Business Insider has an interview with Ben Milne (left), founder of Dwolla, an innovative online payment system that sidesteps credit card fees and solves security and efficiency problems in the current online banking system. Dwolla, with about a dozen employees, is on track to handle $350 million in payments per month and is being adopted by banks and business across the country.
Check out Entrepreneur Magazine‘s fascinating profile of Angelo Sotira, co-founder and CEO of DeviantART, a popular social network (over 14 million members) for visual artists of all kinds. Sotira and his colleagues created an innovative architecture to support online creative communities years before Facebook and MySpace, with features that those more famous social networks later appropriated. The article covers Sotira’s career, DeviantART’s history, its plans for the future, and also features a short video about Sotira and DeviantART.
Colombia may be associated with violence and drugs in popular culture, but it has recently been strengthening its entrepreneurial base, says the Kauffman Foundation’s Policy Forum Blog. The Colombian government has been removing barriers to starting businesses, educational institutions have been adding more entrepreneurship courses and programs, more business incubators are cropping up, and there is an increased focus on entrepreneurship in the media. Certainly there are still problems with drugs and violence, creating a chaotic environment that discourages many potential entrepreneurs. Nonetheless, some entrepreneurs have found creative ways to respond, such as a company that produces bullet-proof underwear.

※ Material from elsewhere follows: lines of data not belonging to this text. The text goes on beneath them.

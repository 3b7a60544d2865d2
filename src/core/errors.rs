//! Structured error types for generation, configuration and model loading.
//!
//! Library code returns these directly; the CLI layer wraps them with
//! anyhow context before display.

use std::io;
use std::path::PathBuf;
use thiserror::Error;

use crate::core::types::TypeKey;

/// Main error type for typebridge operations
#[derive(Error, Debug)]
pub enum TypeBridgeError {
    #[error("Generation failed")]
    Generation(#[from] GeneratorError),

    #[error("Configuration error")]
    Config(#[from] ConfigError),

    #[error("Model loading failed")]
    Model(#[from] ModelError),
}

/// Errors raised while resolving and rendering modules
#[derive(Error, Debug)]
pub enum GeneratorError {
    #[error("Dependency {required} not found. Needed to generate {requesting}. Make sure you either ignore the type, include it in the generation set or provide a custom dependency mapping for it.")]
    MissingDependency {
        requesting: TypeKey,
        required: TypeKey,
    },

    #[error("Dictionary key of {type_key}.{member} is not a string or number; set dictionary_mode to \"key-value-array\" or \"custom\" to generate it")]
    ComplexDictionaryKey { type_key: TypeKey, member: String },
}

impl GeneratorError {
    pub fn missing(requesting: TypeKey, required: TypeKey) -> Self {
        GeneratorError::MissingDependency {
            requesting,
            required,
        }
    }
}

/// Configuration errors
#[derive(Error, Debug)]
pub enum ConfigError {
    #[error("Invalid configuration value for {field}: {value} - {reason}")]
    InvalidValue {
        field: String,
        value: String,
        reason: String,
    },

    #[error("Configuration file not found: {path}")]
    FileNotFound { path: PathBuf },

    #[error("Failed to read config file {path}")]
    ReadFailed {
        path: PathBuf,
        #[source]
        source: io::Error,
    },

    #[error("TOML parsing failed in {path}")]
    Toml {
        path: PathBuf,
        #[source]
        source: toml::de::Error,
    },

    #[error("Duplicate dependency mapping for qualifier: {qualifier}")]
    DuplicateMapping { qualifier: String },

    #[error("Unknown {axis} converter: {name}")]
    UnknownConverter { axis: String, name: String },
}

/// Errors raised while building the known-type index
#[derive(Error, Debug)]
pub enum ModelError {
    #[error("Duplicate type registration: {key}")]
    DuplicateType { key: TypeKey },

    #[error("Failed to read model file {path}")]
    ReadFailed {
        path: PathBuf,
        #[source]
        source: io::Error,
    },

    #[error("JSON parsing failed in {path}")]
    Json {
        path: PathBuf,
        #[source]
        source: serde_json::Error,
    },

    #[error("Invalid model file pattern: {pattern}")]
    Pattern {
        pattern: String,
        #[source]
        source: glob::PatternError,
    },

    #[error("No model files match pattern: {pattern}")]
    NoModelFiles { pattern: String },
}
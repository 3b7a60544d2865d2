//! Ordered, pluggable name transforms for types, members, files and enum
//! values. Converters run left-to-right, each output feeding the next, so
//! chain order is part of the configuration contract.

mod case;
mod collision;
mod explicit;

pub use case::{PascalToCamelCase, PascalToKebabCase, SnakeToCamelCase, SnakeToPascalCase};
pub use collision::GenericCollisionConverter;
pub use explicit::ContractPostfixConverter;

use crate::core::provider::MetadataProvider;
use crate::core::types::{MemberNode, TypeKey};

/// Context handed to type-name converters: the identity being named and the
/// known-type index for collision probes.
pub struct TypeContext<'a> {
    pub key: &'a TypeKey,
    pub provider: &'a dyn MetadataProvider,
}

/// Context handed to member-name converters.
pub struct MemberContext<'a> {
    pub member: &'a MemberNode,
    pub declaring: &'a TypeKey,
}

/// Converts type names (also used for file names derived from them).
pub trait TypeNameConverter: Send + Sync {
    fn convert(&self, name: &str, ctx: &TypeContext<'_>) -> String;
}

/// Converts member names.
pub trait MemberNameConverter: Send + Sync {
    fn convert(&self, name: &str, ctx: &MemberContext<'_>) -> String;
}

/// Plain string transform with no context, usable on any axis.
pub trait CaseConverter: Send + Sync {
    fn convert(&self, name: &str) -> String;
}

impl<C: CaseConverter> TypeNameConverter for C {
    fn convert(&self, name: &str, _ctx: &TypeContext<'_>) -> String {
        CaseConverter::convert(self, name)
    }
}

impl<C: CaseConverter> MemberNameConverter for C {
    fn convert(&self, name: &str, _ctx: &MemberContext<'_>) -> String {
        CaseConverter::convert(self, name)
    }
}

/// Ordered chain for the type-name and file-name axes.
#[derive(Default)]
pub struct TypeNameConverters {
    converters: Vec<Box<dyn TypeNameConverter>>,
}

impl TypeNameConverters {
    pub fn new(converters: Vec<Box<dyn TypeNameConverter>>) -> Self {
        Self { converters }
    }

    pub fn push(&mut self, converter: Box<dyn TypeNameConverter>) {
        self.converters.push(converter);
    }

    pub fn convert(&self, name: &str, ctx: &TypeContext<'_>) -> String {
        self.converters
            .iter()
            .fold(name.to_string(), |acc, converter| converter.convert(&acc, ctx))
    }
}

/// Ordered chain for the member-name axis.
#[derive(Default)]
pub struct MemberNameConverters {
    converters: Vec<Box<dyn MemberNameConverter>>,
}

impl MemberNameConverters {
    pub fn new(converters: Vec<Box<dyn MemberNameConverter>>) -> Self {
        Self { converters }
    }

    pub fn push(&mut self, converter: Box<dyn MemberNameConverter>) {
        self.converters.push(converter);
    }

    pub fn convert(&self, name: &str, ctx: &MemberContext<'_>) -> String {
        self.converters
            .iter()
            .fold(name.to_string(), |acc, converter| converter.convert(&acc, ctx))
    }
}

/// Ordered chain for the enum-value axis.
#[derive(Default)]
pub struct ValueNameConverters {
    converters: Vec<Box<dyn CaseConverter>>,
}

impl ValueNameConverters {
    pub fn new(converters: Vec<Box<dyn CaseConverter>>) -> Self {
        Self { converters }
    }

    pub fn convert(&self, name: &str) -> String {
        self.converters
            .iter()
            .fold(name.to_string(), |acc, converter| converter.convert(&acc))
    }
}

Norm Augustine believes that America is falling behind other countries like China and India in technological innovation. This is because our culture portrays engineers and scientists as nerds rather than venerating them, because our educational system deemphasizes science and math, and because we don’t invest enough in long-term basic research. “Despite what many Americans believe,” he writes, “our nation does not possess an innate knack for greatness. Greatness must be worked for and won by each new generation.”
Ken Phillips, in an article for Independent Contractors Australia, analyzes the failure of Australian government programs to nurture more entrepreneurship and innovation. The problem, he says, is that society is structured in a way that discourages self-employment. This decreases the amount of innovation in society because the experience of self-employment engenders a psychology of innovation. The self-employed person must constantly come up with new, creative ways to please clients. Phillips contrast self-employment to standard employment, which fosters a psychology of obedience to superiors and thus a lack of creative thinking.
It’s easy to understand the importance of innovators and entrepreneurs to the economy, but it’s much harder to figure out the best ways to encourage more entrepreneurship. In an article for TechCrunch, Vivek Wadhwa explores Start-Up Chile, a program that he calls “Chile’s Grand Innovation Experiment.” Most initiatives to create the next Silicon Valley have failed, Wadhwa argues, because they use a top-down approach that fatally leaves out the most important ingredient — the entrepreneurs themselves. Start-up Chile is therefore unique because, rather than building office parks and partnering with VC’s and universities, it focuses on attracting innovators and entrepreneurs from all over the world to Chile, where they will start their own businesses.
Popular Science has a great, in-depth feature on the best innovations of 2010. The feature lists 100 innovations from various categories, including auto tech, computing, gadgets, green tech, and home entertainment, as well as the grand awards for the most innovative from each category. There are also interesting profiles of several innovators.
Kauffman Labs for Enterprise Creation recently launched its first Women in Science and Engineering Business Idea Competition. “We know that more women than ever are leading U.S. businesses and hold a nearly three-to-one majority in undergraduate and graduate education, but too few pursue the path of high-growth entrepreneurship,” said Lesa Mitchell, vice president, Kauffman Foundation. “The Women in Science and Engineering Business Idea Competition is designed to illuminate world-changing concepts that have significant commercialization potential, and to escalate their visibility so that more female scientists and engineers are encouraged to pursue their entrepreneurial ideas.”
Also, be sure to read our fascinating Kaizeninterviews with two highly-educated female entrepreneurs, Reena Kapoor and Judy Estrin. Both women share their thoughts on the effect of culture on innovation and entrepreneurship.
In his recent article “Start-Up City,” Edward Glaeser traces New York City’s long history of innovative entrepreneurs from the sea trade industry to sugar refining to the garment industry to finance. Glaeser then discusses the dependence of the economy on entrepreneurs, the current perils New York faces, and how we can encourage more entrepreneurship.